Traffic on complex networks: Towards understanding global statistical properties from microscopic density fluctuations
Bosiljka Tadic, Stefan Thurner, and G. J. Rodgers

TL;DR
This study investigates microscopic traffic fluctuations and their impact on global network properties in scale-free cyclic graphs, revealing how super-structure influences traffic behavior and the transition to jamming.
Contribution
It introduces an analysis of microscopic density fluctuations and their relation to global traffic properties, highlighting the role of super-structure in complex network traffic dynamics.
Findings
Traffic exhibits anti-persistence due to super-structure effects.
Correlation decreases with increasing traffic density and vanishes at jamming.

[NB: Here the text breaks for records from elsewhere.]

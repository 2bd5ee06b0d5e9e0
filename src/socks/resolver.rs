//! Name resolution for domain-name destinations

use async_trait::async_trait;
use std::fmt::Debug;
use std::io;
use std::net::IpAddr;

/// Resolves a domain name to a single IP address
#[async_trait]
pub trait NameResolver: Send + Sync + Debug {
    /// Resolve `name`
    async fn resolve(&self, name: &str) -> io::Result<IpAddr>;
}

/// Resolver backed by the system's name resolution
#[derive(Debug, Clone, Copy, Default)]
pub struct DnsResolver;

#[async_trait]
impl NameResolver for DnsResolver {
    async fn resolve(&self, name: &str) -> io::Result<IpAddr> {
        tokio::net::lookup_host((name, 0))
            .await?
            .next()
            .map(|addr| addr.ip())
            .ok_or_else(|| {
                io::Error::new(
                    io::ErrorKind::NotFound,
                    format!("No addresses found for domain: {}", name),
                )
            })
    }
}
//! Outbound TCP configuration
//!
//! Socket options and timeouts applied to connections dialed for CONNECT.

use serde::{Deserialize, Serialize};

/// Default TCP_NODELAY setting
fn default_nodelay() -> bool {
    true
}

/// Default keepalive seconds
fn default_keepalive_secs() -> u64 {
    20
}

/// Default keepalive interval
fn default_keepalive_interval() -> u64 {
    8
}

/// Default connect timeout in seconds
fn default_connect_timeout() -> u64 {
    10
}

/// Outbound TCP configuration
#[derive(Debug, Serialize, Deserialize, Clone, PartialEq, Eq)]
pub struct TcpConfig {
    /// Enable TCP_NODELAY
    #[serde(default = "default_nodelay")]
    pub nodelay: bool,

    /// TCP keepalive timeout in seconds
    #[serde(default = "default_keepalive_secs")]
    pub keepalive_secs: u64,

    /// TCP keepalive interval in seconds
    #[serde(default = "default_keepalive_interval")]
    pub keepalive_interval: u64,

    /// Connect timeout in seconds
    #[serde(default = "default_connect_timeout")]
    pub connect_timeout: u64,
}

impl Default for TcpConfig {
    fn default() -> Self {
        TcpConfig {
            nodelay: default_nodelay(),
            keepalive_secs: default_keepalive_secs(),
            keepalive_interval: default_keepalive_interval(),
            connect_timeout: default_connect_timeout(),
        }
    }
}
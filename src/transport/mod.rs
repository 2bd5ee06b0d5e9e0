//! Transport module for Crabproxy
//!
//! This module provides the outbound dialing abstraction used by CONNECT
//! and the default TCP implementation.

mod tcp;

pub use tcp::TcpConnector;

use crate::config::TcpConfig;
use async_trait::async_trait;
use std::fmt::Debug;
use std::io;
use std::net::SocketAddr;
use std::time::Duration;
use tokio::io::{AsyncRead, AsyncWrite};
use tokio::net::TcpStream;

/// Socket options for configuring connections
#[derive(Debug, Clone, PartialEq, Eq)]
pub struct SocketOpts {
    /// Enable TCP_NODELAY
    pub nodelay: bool,
    /// TCP keepalive timeout
    pub keepalive_secs: Option<u64>,
    /// TCP keepalive interval
    pub keepalive_interval: Option<u64>,
}

impl Default for SocketOpts {
    fn default() -> Self {
        SocketOpts {
            nodelay: true,
            keepalive_secs: Some(20),
            keepalive_interval: Some(8),
        }
    }
}

impl SocketOpts {
    /// Create socket options from TCP config
    pub fn from_tcp_config(config: &TcpConfig) -> Self {
        SocketOpts {
            nodelay: config.nodelay,
            keepalive_secs: Some(config.keepalive_secs),
            keepalive_interval: Some(config.keepalive_interval),
        }
    }

    /// Apply socket options to a TCP stream
    pub fn apply(&self, stream: &TcpStream) -> io::Result<()> {
        stream.set_nodelay(self.nodelay)?;

        if let (Some(timeout), Some(interval)) = (self.keepalive_secs, self.keepalive_interval) {
            let socket = socket2::SockRef::from(stream);
            let keepalive = socket2::TcpKeepalive::new()
                .with_time(Duration::from_secs(timeout))
                .with_interval(Duration::from_secs(interval));
            socket.set_tcp_keepalive(&keepalive)?;
        }

        Ok(())
    }
}

/// An established outbound connection
pub trait OutboundStream: AsyncRead + AsyncWrite + Unpin + Send + Debug {
    /// Local address of the connection, reported to the client as BND.ADDR
    fn local_addr(&self) -> io::Result<SocketAddr>;
}

impl OutboundStream for TcpStream {
    fn local_addr(&self) -> io::Result<SocketAddr> {
        TcpStream::local_addr(self)
    }
}

/// Dials outbound connections for CONNECT requests
///
/// Errors are returned as `io::Error` so their kind can be mapped onto a
/// reply code.
#[async_trait]
pub trait Connector: Debug + Send + Sync {
    /// Connect to `addr`
    async fn dial(&self, addr: SocketAddr) -> io::Result<Box<dyn OutboundStream>>;
}
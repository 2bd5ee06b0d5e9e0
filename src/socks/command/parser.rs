//! SOCKS5 request parser
//!
//! Parses the request header and destination address sent by the client.

use crate::error::Socks5Error;
use crate::socks::consts::*;
use crate::socks::types::AddrSpec;
use std::net::{IpAddr, Ipv4Addr, Ipv6Addr};
use tokio::io::{AsyncRead, AsyncReadExt};

/// Read the request header and return the raw command byte
///
/// # SOCKS5 Request Format
///
/// ```text
/// +----+-----+-------+------+----------+----------+
/// |VER | CMD |  RSV  | ATYP | DST.ADDR | DST.PORT |
/// +----+-----+-------+------+----------+----------+
/// | 1  |  1  | X'00' |  1   | Variable |    2     |
/// +----+-----+-------+------+----------+----------+
/// ```
///
/// Only `VER`, `CMD` and `RSV` are consumed here; the address follows via
/// [`read_addr_spec`]. The command byte is returned unparsed so that the
/// caller can reply to unknown commands after the address is drained.
pub async fn read_request_header<S>(stream: &mut S) -> Result<u8, Socks5Error>
where
    S: AsyncRead + Unpin,
{
    let mut header = [0u8; 3];
    stream.read_exact(&mut header).await?;

    if header[0] != SOCKS5_VERSION {
        return Err(Socks5Error::UnsupportedVersion(header[0]));
    }

    Ok(header[1])
}

/// Read `ATYP | ADDR | PORT` from the stream
///
/// Returns [`Socks5Error::AddressTypeNotSupported`] for an unknown type byte;
/// nothing after the type byte is consumed in that case.
pub async fn read_addr_spec<S>(stream: &mut S) -> Result<AddrSpec, Socks5Error>
where
    S: AsyncRead + Unpin,
{
    let addr_type = stream.read_u8().await?;

    let mut addr = match addr_type {
        SOCKS5_ADDR_TYPE_IPV4 => {
            let mut octets = [0u8; 4];
            stream.read_exact(&mut octets).await?;
            AddrSpec::from_ip(IpAddr::V4(Ipv4Addr::from(octets)), 0)
        }

        SOCKS5_ADDR_TYPE_IPV6 => {
            let mut octets = [0u8; 16];
            stream.read_exact(&mut octets).await?;
            AddrSpec::from_ip(IpAddr::V6(Ipv6Addr::from(octets)), 0)
        }

        SOCKS5_ADDR_TYPE_DOMAIN => {
            let len = stream.read_u8().await? as usize;
            let mut name = vec![0u8; len];
            stream.read_exact(&mut name).await?;
            let name = String::from_utf8(name).map_err(|e| {
                Socks5Error::InvalidDomain(String::from_utf8_lossy(e.as_bytes()).into_owned())
            })?;
            AddrSpec::from_domain(name, 0)
        }

        other => return Err(Socks5Error::AddressTypeNotSupported(other)),
    };

    addr.port = stream.read_u16().await?;

    Ok(addr)
}
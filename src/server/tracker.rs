//! Live-connection tracking for graceful shutdown
//!
//! Each accepted connection holds a [`ConnectionGuard`]; the count drops
//! when the guard is dropped, however the session task ends.

use std::sync::atomic::{AtomicUsize, Ordering};
use std::sync::Arc;
use tokio::sync::Notify;

#[derive(Debug, Default)]
struct Inner {
    live: AtomicUsize,
    idle: Notify,
}

/// Counts connections that are still being served
#[derive(Debug, Clone, Default)]
pub struct ConnectionTracker {
    inner: Arc<Inner>,
}

impl ConnectionTracker {
    /// Create a tracker with no live connections
    pub fn new() -> Self {
        Self::default()
    }

    /// Register a live connection
    pub fn guard(&self) -> ConnectionGuard {
        self.inner.live.fetch_add(1, Ordering::SeqCst);
        ConnectionGuard {
            inner: self.inner.clone(),
        }
    }

    /// Number of live connections
    pub fn live(&self) -> usize {
        self.inner.live.load(Ordering::SeqCst)
    }

    /// Wait until no connection is live
    pub async fn wait_idle(&self) {
        loop {
            let notified = self.inner.idle.notified();
            tokio::pin!(notified);
            // Register before checking so a concurrent drop is not missed
            notified.as_mut().enable();

            if self.live() == 0 {
                return;
            }
            notified.await;
        }
    }
}

/// RAII registration of one live connection
#[derive(Debug)]
pub struct ConnectionGuard {
    inner: Arc<Inner>,
}

impl Drop for ConnectionGuard {
    fn drop(&mut self) {
        if self.inner.live.fetch_sub(1, Ordering::SeqCst) == 1 {
            self.inner.idle.notify_waiters();
        }
    }
}
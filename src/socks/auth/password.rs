//! Username/password authentication handler
//!
//! Implements RFC 1929 username/password authentication for SOCKS5.

use crate::error::Socks5Error;
use crate::socks::consts::*;
use crate::socks::types::AuthContext;
use std::collections::HashMap;
use std::fmt::Debug;
use tokio::io::{AsyncRead, AsyncReadExt, AsyncWrite, AsyncWriteExt};

/// Source of truth for username/password pairs.
///
/// Queried at most once per connection.
pub trait CredentialStore: Send + Sync + Debug {
    /// Whether the pair is valid
    fn valid(&self, username: &str, password: &str) -> bool;
}

/// Credential store backed by a static username -> password map
#[derive(Debug, Clone, Default)]
pub struct StaticCredentials {
    users: HashMap<String, String>,
}

impl StaticCredentials {
    /// Create an empty credential store
    pub fn new() -> Self {
        Self::default()
    }

    /// Add a user, replacing any previous password
    pub fn with_user(mut self, username: impl Into<String>, password: impl Into<String>) -> Self {
        self.users.insert(username.into(), password.into());
        self
    }
}

impl<U: Into<String>, P: Into<String>> FromIterator<(U, P)> for StaticCredentials {
    fn from_iter<T: IntoIterator<Item = (U, P)>>(iter: T) -> Self {
        StaticCredentials {
            users: iter
                .into_iter()
                .map(|(u, p)| (u.into(), p.into()))
                .collect(),
        }
    }
}

impl CredentialStore for StaticCredentials {
    fn valid(&self, username: &str, password: &str) -> bool {
        self.users
            .get(username)
            .is_some_and(|expected| expected == password)
    }
}

/// Username/password authentication handler
pub struct PasswordAuth;

impl PasswordAuth {
    /// Perform username/password authentication
    ///
    /// # Protocol
    ///
    /// Client sends:
    /// ```text
    /// +----+------+----------+------+----------+
    /// |VER | ULEN |  UNAME   | PLEN |  PASSWD  |
    /// +----+------+----------+------+----------+
    /// | 1  |  1   | 1 to 255 |  1   | 1 to 255 |
    /// +----+------+----------+------+----------+
    /// ```
    ///
    /// Server responds:
    /// ```text
    /// +----+--------+
    /// |VER | STATUS |
    /// +----+--------+
    /// | 1  |   1    |
    /// +----+--------+
    /// ```
    ///
    /// A wrong sub-negotiation version aborts without a status reply.
    pub async fn authenticate<S>(
        stream: &mut S,
        credentials: &dyn CredentialStore,
    ) -> Result<AuthContext, Socks5Error>
    where
        S: AsyncRead + AsyncWrite + Unpin,
    {
        stream
            .write_all(&[SOCKS5_VERSION, SOCKS5_AUTH_METHOD_PASSWORD])
            .await?;
        stream.flush().await?;

        // Read version and username length
        let mut header = [0u8; 2];
        stream.read_exact(&mut header).await?;

        if header[0] != SOCKS5_AUTH_VERSION {
            return Err(Socks5Error::UnsupportedAuthVersion(header[0]));
        }

        let mut username = vec![0u8; header[1] as usize];
        stream.read_exact(&mut username).await?;

        let password_len = stream.read_u8().await? as usize;
        let mut password = vec![0u8; password_len];
        stream.read_exact(&mut password).await?;

        let (username, password) = match (String::from_utf8(username), String::from_utf8(password)) {
            (Ok(username), Ok(password)) => (username, password),
            _ => {
                send_auth_result(stream, SOCKS5_AUTH_FAILURE).await?;
                tracing::debug!("Authentication failed: credentials are not valid UTF-8");
                return Err(Socks5Error::AuthFailed);
            }
        };

        if credentials.valid(&username, &password) {
            send_auth_result(stream, SOCKS5_AUTH_SUCCESS).await?;
            tracing::debug!("Authentication successful for user: {}", username);
            Ok(AuthContext {
                method: SOCKS5_AUTH_METHOD_PASSWORD,
                username: Some(username),
            })
        } else {
            send_auth_result(stream, SOCKS5_AUTH_FAILURE).await?;
            tracing::debug!("Authentication failed for user: {}", username);
            Err(Socks5Error::AuthFailed)
        }
    }
}

/// Send authentication result to client
async fn send_auth_result<S: AsyncWrite + Unpin>(stream: &mut S, status: u8) -> Result<(), Socks5Error> {
    stream.write_all(&[SOCKS5_AUTH_VERSION, status]).await?;
    stream.flush().await?;
    Ok(())
}
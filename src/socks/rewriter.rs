//! Transparent destination rewriting

use super::types::{AddrSpec, Request};
use std::fmt::Debug;

/// Substitutes the destination of a request.
///
/// Applied after name resolution and before rule evaluation and dialing.
/// The returned address becomes the effective destination; the request's
/// `requested_addr` keeps what the client originally asked for.
pub trait AddressRewriter: Send + Sync + Debug {
    /// Effective destination for `request`
    fn rewrite(&self, request: &Request) -> AddrSpec;
}

/// Rewrites every destination to a fixed address
#[derive(Debug, Clone)]
pub struct FixedRewriter {
    target: AddrSpec,
}

impl FixedRewriter {
    /// Send every request to `target`
    pub fn new(target: AddrSpec) -> Self {
        FixedRewriter { target }
    }
}

impl AddressRewriter for FixedRewriter {
    fn rewrite(&self, _request: &Request) -> AddrSpec {
        self.target.clone()
    }
}
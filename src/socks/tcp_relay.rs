//! TCP relay for SOCKS5 CONNECT command
//!
//! Handles TCP CONNECT requests by establishing a connection to the target
//! and relaying data bidirectionally.

use super::command::send_reply;
use super::consts::RELAY_GRACE_PERIOD;
use super::types::{AddrSpec, Request};
use crate::error::{ReplyCode, Socks5Error};
use crate::transport::Connector;
use std::fmt;
use std::io;
use tokio::io::{AsyncRead, AsyncWrite, AsyncWriteExt};
use tokio::sync::mpsc;
use tracing::{debug, info};

/// Handle TCP CONNECT command
///
/// This function:
/// 1. Dials the effective destination through `connector`
/// 2. Sends a success reply carrying the outbound local address
/// 3. Relays data bidirectionally between client and target
///
/// A failed dial is answered with `connectionRefused`, `networkUnreachable`
/// or `hostUnreachable` depending on the error.
pub async fn handle_connect<S>(
    mut client: S,
    request: &Request,
    connector: &dyn Connector,
) -> Result<(), Socks5Error>
where
    S: AsyncRead + AsyncWrite + Unpin + Send + 'static,
{
    let dest = &request.dest_addr;

    let dial_result = match dest.socket_addr() {
        Some(addr) => {
            debug!("Connecting to target: {}", addr);
            connector.dial(addr).await
        }
        None => Err(io::Error::new(
            io::ErrorKind::AddrNotAvailable,
            "destination has no address",
        )),
    };

    let target = match dial_result {
        Ok(target) => target,
        Err(e) => {
            let reply = ReplyCode::from(&e);
            send_reply(&mut client, reply, Some(dest)).await?;
            return Err(Socks5Error::ConnectFailed {
                dest: dest.to_string(),
                reply,
                source: e,
            });
        }
    };

    let bind_addr = match target.local_addr() {
        Ok(addr) => AddrSpec::from(addr),
        Err(e) => {
            debug!("Outbound local address unavailable: {}", e);
            AddrSpec::unspecified()
        }
    };

    send_reply(&mut client, ReplyCode::Succeeded, Some(&bind_addr)).await?;

    info!("SOCKS5 tunnel established to {}", dest);

    relay(client, target).await
}

#[derive(Debug, Clone, Copy, PartialEq, Eq)]
enum Direction {
    ClientToTarget,
    TargetToClient,
}

impl fmt::Display for Direction {
    fn fmt(&self, f: &mut fmt::Formatter<'_>) -> fmt::Result {
        match self {
            Direction::ClientToTarget => write!(f, "client->target"),
            Direction::TargetToClient => write!(f, "target->client"),
        }
    }
}

type Outcome = (Direction, io::Result<u64>);

/// Relay data bidirectionally between two streams
///
/// Each direction runs as its own task and reports on a two-slot channel
/// once its source ends. The first report ends the relay: both tasks are
/// aborted, which drops every half and closes both streams.
pub async fn relay<A, B>(client: A, target: B) -> Result<(), Socks5Error>
where
    A: AsyncRead + AsyncWrite + Unpin + Send + 'static,
    B: AsyncRead + AsyncWrite + Unpin + Send + 'static,
{
    let (client_read, client_write) = tokio::io::split(client);
    let (target_read, target_write) = tokio::io::split(target);

    let (tx, mut rx) = mpsc::channel::<Outcome>(2);

    let upstream = tokio::spawn(copy_one_way(
        Direction::ClientToTarget,
        client_read,
        target_write,
        tx.clone(),
    ));
    let downstream = tokio::spawn(copy_one_way(
        Direction::TargetToClient,
        target_read,
        client_write,
        tx,
    ));

    let first = rx.recv().await;

    upstream.abort();
    downstream.abort();
    let _ = upstream.await;
    let _ = downstream.await;

    match first {
        Some((direction, Ok(bytes))) => {
            debug!("{} finished: {} bytes", direction, bytes);
            Ok(())
        }
        Some((direction, Err(e))) => {
            debug!("{} error: {}", direction, e);
            Err(e.into())
        }
        None => Ok(()),
    }
}

async fn copy_one_way<R, W>(direction: Direction, mut reader: R, mut writer: W, tx: mpsc::Sender<Outcome>)
where
    R: AsyncRead + Unpin,
    W: AsyncWrite + Unpin,
{
    let result = tokio::io::copy(&mut reader, &mut writer).await;
    if result.is_ok() {
        // Propagate EOF to the other side
        let _ = writer.shutdown().await;
    }

    tokio::time::sleep(RELAY_GRACE_PERIOD).await;
    let _ = tx.send((direction, result)).await;
}
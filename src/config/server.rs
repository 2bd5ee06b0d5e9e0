//! Server configuration types
//!
//! Defines the main configuration structures for the Crabproxy server.

use super::TcpConfig;
use crate::error::CrabProxyError;
use crate::server::{Cidr, ServerBuilder};
use crate::socks::{Command, PermitCommand, PermitDestAddrPattern, RuleChain, StaticCredentials};
use crate::transport::TcpConnector;
use serde::{Deserialize, Serialize};
use std::net::{IpAddr, SocketAddr};
use std::sync::Arc;

/// Default listen address
fn default_listen() -> SocketAddr {
    SocketAddr::from(([0, 0, 0, 0], 1080))
}

/// Root configuration structure
#[derive(Debug, Serialize, Deserialize, Clone, PartialEq)]
pub struct Config {
    /// Address to listen on
    #[serde(default = "default_listen")]
    pub listen: SocketAddr,

    /// Static credentials
    #[serde(default)]
    pub auth: AuthConfig,

    /// Per-request rules
    #[serde(default)]
    pub rules: RulesConfig,

    /// Accept-time peer filter
    #[serde(default)]
    pub filter: FilterConfig,

    /// Outbound TCP options
    #[serde(default)]
    pub tcp: TcpConfig,
}

impl Default for Config {
    fn default() -> Self {
        Config {
            listen: default_listen(),
            auth: AuthConfig::default(),
            rules: RulesConfig::default(),
            filter: FilterConfig::default(),
            tcp: TcpConfig::default(),
        }
    }
}

/// Username/password configuration
#[derive(Debug, Serialize, Deserialize, Clone, Default, PartialEq, Eq)]
pub struct AuthConfig {
    /// Username for SOCKS5 auth
    #[serde(default)]
    pub username: Option<String>,

    /// Password for SOCKS5 auth
    #[serde(default)]
    pub password: Option<String>,
}

impl AuthConfig {
    /// Check if authentication credentials are configured
    pub fn has_credentials(&self) -> bool {
        self.username.is_some() && self.password.is_some()
    }
}

/// Command names accepted in `rules.allowed_commands`
#[derive(Debug, Serialize, Deserialize, Clone, Copy, PartialEq, Eq)]
#[serde(rename_all = "lowercase")]
pub enum CommandName {
    /// CONNECT
    Connect,
    /// BIND
    Bind,
    /// UDP ASSOCIATE
    Associate,
}

impl From<CommandName> for Command {
    fn from(name: CommandName) -> Self {
        match name {
            CommandName::Connect => Command::Connect,
            CommandName::Bind => Command::Bind,
            CommandName::Associate => Command::Associate,
        }
    }
}

fn default_allowed_commands() -> Vec<CommandName> {
    vec![CommandName::Connect, CommandName::Bind, CommandName::Associate]
}

/// Per-request rule configuration
#[derive(Debug, Serialize, Deserialize, Clone, PartialEq, Eq)]
pub struct RulesConfig {
    /// Regular expression the requested domain name must match
    #[serde(default)]
    pub allowed_dest_fqdn: Option<String>,

    /// Commands that pass the rule check
    #[serde(default = "default_allowed_commands")]
    pub allowed_commands: Vec<CommandName>,
}

impl Default for RulesConfig {
    fn default() -> Self {
        RulesConfig {
            allowed_dest_fqdn: None,
            allowed_commands: default_allowed_commands(),
        }
    }
}

/// Accept-time peer filter configuration
#[derive(Debug, Serialize, Deserialize, Clone, Default, PartialEq, Eq)]
pub struct FilterConfig {
    /// Peer addresses allowed to connect
    #[serde(default)]
    pub allowed_ips: Vec<String>,

    /// Peer networks allowed to connect, in CIDR notation
    #[serde(default)]
    pub allowed_nets: Vec<String>,
}

impl Config {
    /// Validate the configuration
    pub fn validate(&self) -> Result<(), CrabProxyError> {
        if self.auth.username.is_some() != self.auth.password.is_some() {
            return Err(CrabProxyError::Config(
                "username and password must be configured together".to_string(),
            ));
        }

        self.rule_chain()?;
        self.parse_ips()?;
        self.parse_nets()?;

        Ok(())
    }

    /// Convert into a [`ServerBuilder`] with every configured collaborator
    pub fn server_builder(&self) -> Result<ServerBuilder, CrabProxyError> {
        self.validate()?;

        let mut builder = ServerBuilder::new().connector(Arc::new(TcpConnector::from_config(&self.tcp)));

        if let (Some(username), Some(password)) = (&self.auth.username, &self.auth.password) {
            builder = builder.credentials(Arc::new(
                StaticCredentials::new().with_user(username.clone(), password.clone()),
            ));
        }

        let chain = self.rule_chain()?;
        if !chain.is_empty() {
            builder = builder.rules(Arc::new(chain));
        }

        for ip in self.parse_ips()? {
            builder = builder.allow_ip(ip);
        }
        for net in self.parse_nets()? {
            builder = builder.allow_net(net);
        }

        Ok(builder)
    }

    fn rule_chain(&self) -> Result<RuleChain, CrabProxyError> {
        let mut chain = RuleChain::new();

        let commands: Vec<Command> = self
            .rules
            .allowed_commands
            .iter()
            .map(|name| Command::from(*name))
            .collect();
        let permit = PermitCommand::only(&commands);
        if permit != PermitCommand::default() {
            chain = chain.with(Arc::new(permit));
        }

        if let Some(pattern) = &self.rules.allowed_dest_fqdn {
            let rule = PermitDestAddrPattern::new(pattern).map_err(|e| {
                CrabProxyError::Config(format!("invalid allowed_dest_fqdn pattern: {}", e))
            })?;
            chain = chain.with(Arc::new(rule));
        }

        Ok(chain)
    }

    fn parse_ips(&self) -> Result<Vec<IpAddr>, CrabProxyError> {
        self.filter
            .allowed_ips
            .iter()
            .map(|ip| {
                ip.trim()
                    .parse::<IpAddr>()
                    .map_err(|_| CrabProxyError::Config(format!("invalid allowed IP: {}", ip)))
            })
            .collect()
    }

    fn parse_nets(&self) -> Result<Vec<Cidr>, CrabProxyError> {
        self.filter
            .allowed_nets
            .iter()
            .map(|net| {
                net.parse::<Cidr>()
                    .map_err(|e| CrabProxyError::Config(e.to_string()))
            })
            .collect()
    }
}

Global load distributions and queuing times change qualitatively near jamming.
Abstract
We study the microscopic time fluctuations of traffic-load and the global statistical properties of a dense traffic of particles on scale-free cyclic graphs. For a wide range of driving rates the traffic is stationary and the load timeseries exhibit anti-persistence due to the regulatory role of the super-structure associated with two hub nodes in the network. We discuss how the super-structure effects the functioning of the network at high traffic density and at the jamming threshold. The degree of correlations systematically decreases with increasing traffic density and eventually disappears when approaching a jamming density . Already before jamming we observe qualitative changes in the global network-load distributions and the particle queuing-times. These changes are related to the occurrence of temporary crises in which the network-load increases dramatically, and then…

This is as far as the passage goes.